Each entry, in full: reproduce it exactly.

→ Data shown:

- Opening Delimiter -

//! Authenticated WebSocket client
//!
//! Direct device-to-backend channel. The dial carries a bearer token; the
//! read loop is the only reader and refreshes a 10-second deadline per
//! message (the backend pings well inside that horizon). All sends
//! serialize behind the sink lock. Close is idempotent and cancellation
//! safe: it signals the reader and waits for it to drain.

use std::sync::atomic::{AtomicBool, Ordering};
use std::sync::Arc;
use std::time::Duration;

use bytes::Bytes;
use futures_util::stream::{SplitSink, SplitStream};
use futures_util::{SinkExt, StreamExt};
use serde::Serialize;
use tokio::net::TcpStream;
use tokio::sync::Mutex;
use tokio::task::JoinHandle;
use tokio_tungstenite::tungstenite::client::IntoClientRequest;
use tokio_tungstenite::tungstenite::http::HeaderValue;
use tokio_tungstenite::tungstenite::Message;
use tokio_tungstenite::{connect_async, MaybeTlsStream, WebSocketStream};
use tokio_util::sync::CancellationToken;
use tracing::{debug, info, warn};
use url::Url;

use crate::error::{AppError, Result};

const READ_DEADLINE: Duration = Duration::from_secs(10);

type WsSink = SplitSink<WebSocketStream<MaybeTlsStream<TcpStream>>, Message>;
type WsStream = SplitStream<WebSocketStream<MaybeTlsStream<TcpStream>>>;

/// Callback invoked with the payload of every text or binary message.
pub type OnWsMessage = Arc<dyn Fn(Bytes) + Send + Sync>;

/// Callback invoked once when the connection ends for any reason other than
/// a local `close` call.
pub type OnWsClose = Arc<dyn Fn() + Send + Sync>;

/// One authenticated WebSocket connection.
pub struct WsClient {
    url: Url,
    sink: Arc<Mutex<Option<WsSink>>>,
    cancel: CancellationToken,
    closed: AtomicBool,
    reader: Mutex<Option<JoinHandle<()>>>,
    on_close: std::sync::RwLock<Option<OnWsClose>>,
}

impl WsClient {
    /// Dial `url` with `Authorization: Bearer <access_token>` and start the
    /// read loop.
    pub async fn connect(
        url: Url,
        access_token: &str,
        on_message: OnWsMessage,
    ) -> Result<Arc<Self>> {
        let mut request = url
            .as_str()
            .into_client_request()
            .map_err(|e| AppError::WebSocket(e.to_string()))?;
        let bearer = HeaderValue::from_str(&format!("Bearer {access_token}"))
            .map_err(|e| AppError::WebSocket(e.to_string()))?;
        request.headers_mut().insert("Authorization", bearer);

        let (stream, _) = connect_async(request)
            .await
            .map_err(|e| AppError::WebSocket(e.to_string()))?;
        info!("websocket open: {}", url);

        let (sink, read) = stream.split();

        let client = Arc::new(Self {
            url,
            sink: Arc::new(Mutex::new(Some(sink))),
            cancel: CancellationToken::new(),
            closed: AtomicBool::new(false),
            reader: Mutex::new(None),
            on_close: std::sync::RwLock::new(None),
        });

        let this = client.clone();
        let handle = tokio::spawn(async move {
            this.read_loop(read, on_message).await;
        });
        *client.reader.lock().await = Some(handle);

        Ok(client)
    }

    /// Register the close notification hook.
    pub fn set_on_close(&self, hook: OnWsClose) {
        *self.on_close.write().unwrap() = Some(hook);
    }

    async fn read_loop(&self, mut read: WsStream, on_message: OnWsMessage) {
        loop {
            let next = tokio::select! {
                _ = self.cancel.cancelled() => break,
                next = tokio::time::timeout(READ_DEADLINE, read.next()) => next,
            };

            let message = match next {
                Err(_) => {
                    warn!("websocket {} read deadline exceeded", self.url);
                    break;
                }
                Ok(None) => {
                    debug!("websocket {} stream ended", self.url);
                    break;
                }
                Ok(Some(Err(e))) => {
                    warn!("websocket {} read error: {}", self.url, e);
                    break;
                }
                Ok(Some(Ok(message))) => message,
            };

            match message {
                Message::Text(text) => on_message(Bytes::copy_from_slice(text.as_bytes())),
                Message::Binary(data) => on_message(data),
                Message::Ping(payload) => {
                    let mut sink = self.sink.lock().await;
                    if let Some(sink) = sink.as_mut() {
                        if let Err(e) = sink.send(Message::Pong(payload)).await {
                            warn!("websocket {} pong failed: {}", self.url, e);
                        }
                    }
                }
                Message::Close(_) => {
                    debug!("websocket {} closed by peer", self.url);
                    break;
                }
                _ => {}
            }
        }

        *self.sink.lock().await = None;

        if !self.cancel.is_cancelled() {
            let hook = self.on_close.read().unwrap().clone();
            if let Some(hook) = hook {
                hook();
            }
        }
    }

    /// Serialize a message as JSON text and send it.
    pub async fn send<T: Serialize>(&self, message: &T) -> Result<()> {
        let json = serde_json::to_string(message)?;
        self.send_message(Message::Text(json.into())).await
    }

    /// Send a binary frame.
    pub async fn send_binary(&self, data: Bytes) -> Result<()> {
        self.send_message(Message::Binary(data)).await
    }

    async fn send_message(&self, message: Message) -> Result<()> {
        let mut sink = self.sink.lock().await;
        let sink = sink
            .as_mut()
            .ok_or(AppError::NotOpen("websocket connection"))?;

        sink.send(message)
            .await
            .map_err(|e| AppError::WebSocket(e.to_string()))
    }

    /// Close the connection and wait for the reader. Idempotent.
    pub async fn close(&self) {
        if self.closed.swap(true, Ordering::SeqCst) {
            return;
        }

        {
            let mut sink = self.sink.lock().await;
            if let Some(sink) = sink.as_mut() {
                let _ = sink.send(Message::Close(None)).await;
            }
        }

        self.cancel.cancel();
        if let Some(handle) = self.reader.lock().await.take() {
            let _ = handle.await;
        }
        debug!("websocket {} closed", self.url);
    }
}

- Closing Delimiter -

→ Answer for the task:
//! Authenticated WebSocket client
//!
//! Direct device-to-backend channel. The dial carries a bearer token; the
//! read loop is the only reader and refreshes a 10-second deadline per
//! message (the backend pings well inside that horizon). All sends
//! serialize behind the sink lock. Close is idempotent and cancellation
//! safe: it signals the reader and waits for it to drain.

use std::sync::atomic::{AtomicBool, Ordering};
use std::sync::Arc;
use std::time::Duration;

use bytes::Bytes;
use futures_util::stream::{SplitSink, SplitStream};
use futures_util::{SinkExt, StreamExt};
use serde::Serialize;
use tokio::net::TcpStream;
use tokio::sync::Mutex;
use tokio::task::JoinHandle;
use tokio_tungstenite::tungstenite::client::IntoClientRequest;
use tokio_tungstenite::tungstenite::http::HeaderValue;
use tokio_tungstenite::tungstenite::Message;
use tokio_tungstenite::{connect_async, MaybeTlsStream, WebSocketStream};
use tokio_util::sync::CancellationToken;
use tracing::{debug, info, warn};
use url::Url;

use crate::error::{AppError, Result};

const READ_DEADLINE: Duration = Duration::from_secs(10);

type WsSink = SplitSink<WebSocketStream<MaybeTlsStream<TcpStream>>, Message>;
type WsStream = SplitStream<WebSocketStream<MaybeTlsStream<TcpStream>>>;

/// Callback invoked with the payload of every text or binary message.
pub type OnWsMessage = Arc<dyn Fn(Bytes) + Send + Sync>;

/// Callback invoked once when the connection ends for any reason other than
/// a local `close` call.
pub type OnWsClose = Arc<dyn Fn() + Send + Sync>;

/// One authenticated WebSocket connection.
pub struct WsClient {
    url: Url,
    sink: Arc<Mutex<Option<WsSink>>>,
    cancel: CancellationToken,
    closed: AtomicBool,
    reader: Mutex<Option<JoinHandle<()>>>,
    on_close: std::sync::RwLock<Option<OnWsClose>>,
}

impl WsClient {
    /// Dial `url` with `Authorization: Bearer <access_token>` and start the
    /// read loop.
    pub async fn connect(
        url: Url,
        access_token: &str,
        on_message: OnWsMessage,
    ) -> Result<Arc<Self>> {
        let mut request = url
            .as_str()
            .into_client_request()
            .map_err(|e| AppError::WebSocket(e.to_string()))?;
        let bearer = HeaderValue::from_str(&format!("Bearer {access_token}"))
            .map_err(|e| AppError::WebSocket(e.to_string()))?;
        request.headers_mut().insert("Authorization", bearer);

        let (stream, _) = connect_async(request)
            .await
            .map_err(|e| AppError::WebSocket(e.to_string()))?;
        info!("websocket open: {}", url);

        let (sink, read) = stream.split();

        let client = Arc::new(Self {
            url,
            sink: Arc::new(Mutex::new(Some(sink))),
            cancel: CancellationToken::new(),
            closed: AtomicBool::new(false),
            reader: Mutex::new(None),
            on_close: std::sync::RwLock::new(None),
        });

        let this = client.clone();
        let handle = tokio::spawn(async move {
            this.read_loop(read, on_message).await;
        });
        *client.reader.lock().await = Some(handle);

        Ok(client)
    }

    /// Register the close notification hook.
    pub fn set_on_close(&self, hook: OnWsClose) {
        *self.on_close.write().unwrap() = Some(hook);
    }

    async fn read_loop(&self, mut read: WsStream, on_message: OnWsMessage) {
        loop {
            let next = tokio::select! {
                _ = self.cancel.cancelled() => break,
                next = tokio::time::timeout(READ_DEADLINE, read.next()) => next,
            };

            let message = match next {
                Err(_) => {
                    warn!("websocket {} read deadline exceeded", self.url);
                    break;
                }
                Ok(None) => {
                    debug!("websocket {} stream ended", self.url);
                    break;
                }
                Ok(Some(Err(e))) => {
                    warn!("websocket {} read error: {}", self.url, e);
                    break;
                }
                Ok(Some(Ok(message))) => message,
            };

            match message {
                Message::Text(text) => on_message(Bytes::copy_from_slice(text.as_bytes())),
                Message::Binary(data) => on_message(data),
                Message::Ping(payload) => {
                    let mut sink = self.sink.lock().await;
                    if let Some(sink) = sink.as_mut() {
                        if let Err(e) = sink.send(Message::Pong(payload)).await {
                            warn!("websocket {} pong failed: {}", self.url, e);
                        }
                    }
                }
                Message::Close(_) => {
                    debug!("websocket {} closed by peer", self.url);
                    break;
                }
                _ => {}
            }
        }

        *self.sink.lock().await = None;

        if !self.cancel.is_cancelled() {
            let hook = self.on_close.read().unwrap().clone();
            if let Some(hook) = hook {
                hook();
            }
        }
    }

    /// Serialize a message as JSON text and send it.
    pub async fn send<T: Serialize>(&self, message: &T) -> Result<()> {
        let json = serde_json::to_string(message)?;
        self.send_message(Message::Text(json.into())).await
    }

    /// Send a binary frame.
    pub async fn send_binary(&self, data: Bytes) -> Result<()> {
        self.send_message(Message::Binary(data)).await
    }

    async fn send_message(&self, message: Message) -> Result<()> {
        let mut sink = self.sink.lock().await;
        let sink = sink
            .as_mut()
            .ok_or(AppError::NotOpen("websocket connection"))?;

        sink.send(message)
            .await
            .map_err(|e| AppError::WebSocket(e.to_string()))
    }

    /// Close the connection and wait for the reader. Idempotent.
    pub async fn close(&self) {
        if self.closed.swap(true, Ordering::SeqCst) {
            return;
        }

        {
            let mut sink = self.sink.lock().await;
            if let Some(sink) = sink.as_mut() {
                let _ = sink.send(Message::Close(None)).await;
            }
        }

        self.cancel.cancel();
        if let Some(handle) = self.reader.lock().await.take() {
            let _ = handle.await;
        }
        debug!("websocket {} closed", self.url);
    }
}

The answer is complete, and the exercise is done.